* [PROMPT] Within the entries below, the lines from the one with "UpsertStyle::Merge" through the one with "(10) PERCENT WITH" are to be set down exactly, both ends kept.

* [TASK MATERIAL]
use keel_core::{
    Dialect, IdentityInsertStyle, LimitOption, LimitPlan, ProcedureStyle, ReturningStyle,
    UpsertStyle, ValueKind,
};
use std::fmt::Write;

/// Transact-SQL surface: bracket quoting, the TOP / OFFSET-FETCH limit
/// family, OUTPUT clauses and MERGE upserts.
pub struct SqlServerDialect;

pub static SQL_SERVER: SqlServerDialect = SqlServerDialect;

impl Dialect for SqlServerDialect {
    fn name(&self) -> &'static str {
        "SQL Server"
    }

    fn write_identifier(&self, out: &mut String, value: &str) {
        out.push('[');
        self.write_escaped(out, value, ']', "]]");
        out.push(']');
    }

    fn write_value_bool(&self, out: &mut String, value: bool) {
        // BIT has no TRUE/FALSE literals.
        out.push(['0', '1'][value as usize]);
    }

    fn supports_limit_option(&self, _option: LimitOption) -> bool {
        true
    }

    fn write_limit_before_columns(&self, out: &mut String, limits: &LimitPlan) {
        if limits.skip.is_some() || limits.option.is_sampling() {
            return;
        }
        let Some(take) = limits.take else {
            return;
        };
        let _ = match limits.option {
            LimitOption::Rows => write!(out, "TOP ({}) ", take),
            LimitOption::RowsWithTies => write!(out, "TOP ({}) WITH TIES ", take),
            LimitOption::Percentage => write!(out, "TOP ({}) PERCENT ", take),
            LimitOption::PercentageWithTies => write!(out, "TOP ({}) PERCENT WITH TIES ", take),
            _ => Ok(()),
        };
    }

    fn write_table_sample(&self, out: &mut String, limits: &LimitPlan) {
        let Some(take) = limits.take else {
            return;
        };
        let _ = match limits.option {
            LimitOption::TableSampleSystemRows => {
                write!(out, " TABLESAMPLE SYSTEM ({} ROWS)", take)
            }
            LimitOption::TableSampleSystemPercentage => {
                write!(out, " TABLESAMPLE SYSTEM ({} PERCENT)", take)
            }
            _ => return,
        };
        if let Some(seed) = limits.seed {
            let _ = write!(out, " REPEATABLE ({})", seed);
        }
    }

    fn write_limit_after_order_by(&self, out: &mut String, limits: &LimitPlan) {
        // Take-only limits went out as TOP; only the skip path lands here.
        if let Some(skip) = limits.skip {
            let _ = write!(out, "\nOFFSET {} ROWS", skip);
            if let Some(take) = limits.take {
                let _ = write!(out, "\nFETCH NEXT {} ROWS ONLY", take);
            }
        }
    }

    fn upsert_style(&self) -> UpsertStyle {
        UpsertStyle::Merge
    }

    fn returning_style(&self) -> ReturningStyle {
        ReturningStyle::Output
    }

    fn identity_insert_style(&self) -> IdentityInsertStyle {
        IdentityInsertStyle::SetIdentityInsert
    }

    fn procedure_style(&self) -> ProcedureStyle {
        ProcedureStyle::Exec
    }

    fn map_native_type(&self, native: &str) -> Option<ValueKind> {
        let base = native
            .split('(')
            .next()
            .unwrap_or(native)
            .trim()
            .to_ascii_lowercase();
        match base.as_str() {
            "bit" => Some(ValueKind::Boolean),
            "tinyint" | "smallint" => Some(ValueKind::Int16),
            "int" => Some(ValueKind::Int32),
            "bigint" => Some(ValueKind::Int64),
            "real" => Some(ValueKind::Float32),
            "float" => Some(ValueKind::Float64),
            "decimal" | "numeric" | "money" | "smallmoney" => Some(ValueKind::Decimal),
            "char" | "varchar" | "text" | "nchar" | "nvarchar" | "ntext" | "xml" | "sysname" => {
                Some(ValueKind::Varchar)
            }
            "binary" | "varbinary" | "image" | "rowversion" => Some(ValueKind::Blob),
            "date" => Some(ValueKind::Date),
            "time" => Some(ValueKind::Time),
            "datetime" | "datetime2" | "smalldatetime" => Some(ValueKind::Timestamp),
            "datetimeoffset" => Some(ValueKind::TimestampWithTimezone),
            "uniqueidentifier" => Some(ValueKind::Uuid),
            _ => None,
        }
    }
}

#[cfg(test)]
mod tests {
    use super::*;

    #[test]
    fn brackets_escape_embedded_closers() {
        assert_eq!(SQL_SERVER.quote_identifier("We]ird"), "[We]]ird]");
    }

    #[test]
    fn top_renders_before_the_column_list() {
        let limits = LimitPlan {
            take: Some(10),
            skip: None,
            option: LimitOption::PercentageWithTies,
            seed: None,
            has_sort: true,
        };
        let mut out = String::new();
        SQL_SERVER.write_limit_before_columns(&mut out, &limits);
        assert_eq!(out, "TOP (10) PERCENT WITH TIES ");
        out.clear();
        SQL_SERVER.write_limit_after_order_by(&mut out, &limits);
        assert_eq!(out, "");
    }

    #[test]
    fn skip_switches_to_offset_fetch() {
        let limits = LimitPlan {
            take: Some(25),
            skip: Some(50),
            option: LimitOption::Rows,
            seed: None,
            has_sort: true,
        };
        let mut out = String::new();
        SQL_SERVER.write_limit_before_columns(&mut out, &limits);
        assert_eq!(out, "");
        SQL_SERVER.write_limit_after_order_by(&mut out, &limits);
        assert_eq!(out, "\nOFFSET 50 ROWS\nFETCH NEXT 25 ROWS ONLY");
    }

    #[test]
    fn sampling_lands_after_the_from_clause() {
        let limits = LimitPlan {
            take: Some(5),
            skip: None,
            option: LimitOption::TableSampleSystemPercentage,
            seed: Some(42),
            has_sort: false,
        };
        let mut out = String::new();
        SQL_SERVER.write_table_sample(&mut out, &limits);
        assert_eq!(out, " TABLESAMPLE SYSTEM (5 PERCENT) REPEATABLE (42)");
    }

    #[test]
    fn native_types_map_with_length_suffixes() {
        assert_eq!(SQL_SERVER.map_native_type("nvarchar(50)"), Some(ValueKind::Varchar));
        assert_eq!(SQL_SERVER.map_native_type("DATETIME2"), Some(ValueKind::Timestamp));
        assert_eq!(SQL_SERVER.map_native_type("geography"), None);
    }
}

* [RESPONSE TO THE EXERCISE]
        UpsertStyle::Merge
    }

    fn returning_style(&self) -> ReturningStyle {
        ReturningStyle::Output
    }

    fn identity_insert_style(&self) -> IdentityInsertStyle {
        IdentityInsertStyle::SetIdentityInsert
    }

    fn procedure_style(&self) -> ProcedureStyle {
        ProcedureStyle::Exec
    }

    fn map_native_type(&self, native: &str) -> Option<ValueKind> {
        let base = native
            .split('(')
            .next()
            .unwrap_or(native)
            .trim()
            .to_ascii_lowercase();
        match base.as_str() {
            "bit" => Some(ValueKind::Boolean),
            "tinyint" | "smallint" => Some(ValueKind::Int16),
            "int" => Some(ValueKind::Int32),
            "bigint" => Some(ValueKind::Int64),
            "real" => Some(ValueKind::Float32),
            "float" => Some(ValueKind::Float64),
            "decimal" | "numeric" | "money" | "smallmoney" => Some(ValueKind::Decimal),
            "char" | "varchar" | "text" | "nchar" | "nvarchar" | "ntext" | "xml" | "sysname" => {
                Some(ValueKind::Varchar)
            }
            "binary" | "varbinary" | "image" | "rowversion" => Some(ValueKind::Blob),
            "date" => Some(ValueKind::Date),
            "time" => Some(ValueKind::Time),
            "datetime" | "datetime2" | "smalldatetime" => Some(ValueKind::Timestamp),
            "datetimeoffset" => Some(ValueKind::TimestampWithTimezone),
            "uniqueidentifier" => Some(ValueKind::Uuid),
            _ => None,
        }
    }
}

#[cfg(test)]
mod tests {
    use super::*;

    #[test]
    fn brackets_escape_embedded_closers() {
        assert_eq!(SQL_SERVER.quote_identifier("We]ird"), "[We]]ird]");
    }

    #[test]
    fn top_renders_before_the_column_list() {
        let limits = LimitPlan {
            take: Some(10),
            skip: None,
            option: LimitOption::PercentageWithTies,
            seed: None,
            has_sort: true,
        };
        let mut out = String::new();
        SQL_SERVER.write_limit_before_columns(&mut out, &limits);
        assert_eq!(out, "TOP (10) PERCENT WITH TIES ");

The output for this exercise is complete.